» **Task prompt**
In the entries below, find the line with "for deterministic testing." and the line with "pub async fn fail_after(&self, n: usize)". Reproduce those two lines and every line between them exactly, and nothing more.

» **Stored items**
---+---

// SPDX-FileCopyrightText: 2026 Colloquy Contributors
// SPDX-License-Identifier: MIT OR Apache-2.0

//! Mock event publisher for deterministic testing.
//!
//! `MockPublisher` implements `EventPublisher`, captures every record the
//! broker "accepted", and can be switched into an outage to exercise the
//! dispatcher's retry path.

use async_trait::async_trait;
use tokio::sync::Mutex;

use colloquy_core::{
    AdapterType, ColloquyError, EventPublisher, HealthStatus, OutboundRecord, PluginAdapter,
};

#[derive(Default)]
struct State {
    published: Vec<OutboundRecord>,
    attempts: usize,
    /// Remaining publishes before the outage starts; `None` means healthy.
    budget: Option<usize>,
    /// Keys refused with a non-retryable error regardless of the outage.
    refused: Vec<String>,
}

/// A mock broker publisher for testing.
#[derive(Default)]
pub struct MockPublisher {
    state: Mutex<State>,
}

impl MockPublisher {
    /// Create a healthy publisher with nothing captured.
    pub fn new() -> Self {
        Self::default()
    }

    /// Accept the next `n` publishes, then fail every one after that.
    pub async fn fail_after(&self, n: usize) {
        self.state.lock().await.budget = Some(n);
    }

    /// Fail every publish until [`recover`](Self::recover) is called.
    pub async fn fail_always(&self) {
        self.fail_after(0).await;
    }

    /// Permanently refuse records with this key, as a broker does for a
    /// record it can never encode.
    pub async fn refuse_key(&self, key: impl Into<String>) {
        self.state.lock().await.refused.push(key.into());
    }

    /// End the outage.
    pub async fn recover(&self) {
        self.state.lock().await.budget = None;
    }

    /// Records accepted so far, in publish order.
    pub async fn published(&self) -> Vec<OutboundRecord> {
        self.state.lock().await.published.clone()
    }

    /// Publish calls so far, including failed ones.
    pub async fn attempts(&self) -> usize {
        self.state.lock().await.attempts
    }
}

#[async_trait]
impl PluginAdapter for MockPublisher {
    fn name(&self) -> &str {
        "mock-publisher"
    }

    fn version(&self) -> semver::Version {
        semver::Version::new(0, 1, 0)
    }

    fn adapter_type(&self) -> AdapterType {
        AdapterType::Publisher
    }

    async fn health_check(&self) -> Result<HealthStatus, ColloquyError> {
        match self.state.lock().await.budget {
            Some(0) => Ok(HealthStatus::Unhealthy("broker outage".into())),
            _ => Ok(HealthStatus::Healthy),
        }
    }

    async fn shutdown(&self) -> Result<(), ColloquyError> {
        Ok(())
    }
}

#[async_trait]
impl EventPublisher for MockPublisher {
    async fn publish(&self, record: &OutboundRecord) -> Result<(), ColloquyError> {
        let mut state = self.state.lock().await;
        state.attempts += 1;
        if state.refused.contains(&record.key) {
            return Err(ColloquyError::codec(format!(
                "mock broker cannot encode key {:?}",
                record.key
            )));
        }
        match state.budget {
            Some(0) => {
                return Err(ColloquyError::Broker {
                    message: format!("mock broker rejected record for key {}", record.key),
                    source: None,
                });
            }
            Some(ref mut remaining) => *remaining -= 1,
            None => {}
        }
        state.published.push(record.clone());
        Ok(())
    }
}

#[cfg(test)]
mod tests {
    use super::*;
    use colloquy_core::OutboxEventType;

    fn record(key: &str) -> OutboundRecord {
        OutboundRecord {
            event_type: OutboxEventType::NewUnreadMessage,
            key: key.to_string(),
            value: "{}".to_string(),
        }
    }

    #[tokio::test]
    async fn captures_published_records() {
        let publisher = MockPublisher::new();
        publisher.publish(&record("a_b")).await.unwrap();
        publisher.publish(&record("a_c")).await.unwrap();

        let keys: Vec<_> = publisher.published().await.into_iter().map(|r| r.key).collect();
        assert_eq!(keys, vec!["a_b", "a_c"]);
        assert_eq!(publisher.attempts().await, 2);
    }

    #[tokio::test]
    async fn outage_after_budget_then_recovery() {
        let publisher = MockPublisher::new();
        publisher.fail_after(1).await;
        assert!(publisher.publish(&record("one")).await.is_ok());
        let err = publisher.publish(&record("two")).await.unwrap_err();
        assert!(matches!(err, ColloquyError::Broker { .. }));
        assert!(matches!(
            publisher.health_check().await.unwrap(),
            HealthStatus::Unhealthy(_)
        ));

        publisher.recover().await;
        assert!(publisher.publish(&record("two")).await.is_ok());
        assert_eq!(publisher.published().await.len(), 2);
        assert_eq!(publisher.attempts().await, 3);
    }

    #[tokio::test]
    async fn refused_key_is_a_permanent_error() {
        let publisher = MockPublisher::new();
        publisher.refuse_key("bad").await;
        let err = publisher.publish(&record("bad")).await.unwrap_err();
        assert!(!err.is_retryable());
        assert!(publisher.publish(&record("good")).await.is_ok());
        assert_eq!(publisher.published().await.len(), 1);
    }

    #[tokio::test]
    async fn fail_always_rejects_everything() {
        let publisher = MockPublisher::new();
        publisher.fail_always().await;
        assert!(publisher.publish(&record("x")).await.is_err());
        assert!(publisher.published().await.is_empty());
    }
}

---+---

» **Written answer**
//! Mock event publisher for deterministic testing.
//!
//! `MockPublisher` implements `EventPublisher`, captures every record the
//! broker "accepted", and can be switched into an outage to exercise the
//! dispatcher's retry path.

use async_trait::async_trait;
use tokio::sync::Mutex;

use colloquy_core::{
    AdapterType, ColloquyError, EventPublisher, HealthStatus, OutboundRecord, PluginAdapter,
};

#[derive(Default)]
struct State {
    published: Vec<OutboundRecord>,
    attempts: usize,
    /// Remaining publishes before the outage starts; `None` means healthy.
    budget: Option<usize>,
    /// Keys refused with a non-retryable error regardless of the outage.
    refused: Vec<String>,
}

/// A mock broker publisher for testing.
#[derive(Default)]
pub struct MockPublisher {
    state: Mutex<State>,
}

impl MockPublisher {
    /// Create a healthy publisher with nothing captured.
    pub fn new() -> Self {
        Self::default()
    }

    /// Accept the next `n` publishes, then fail every one after that.
    pub async fn fail_after(&self, n: usize) {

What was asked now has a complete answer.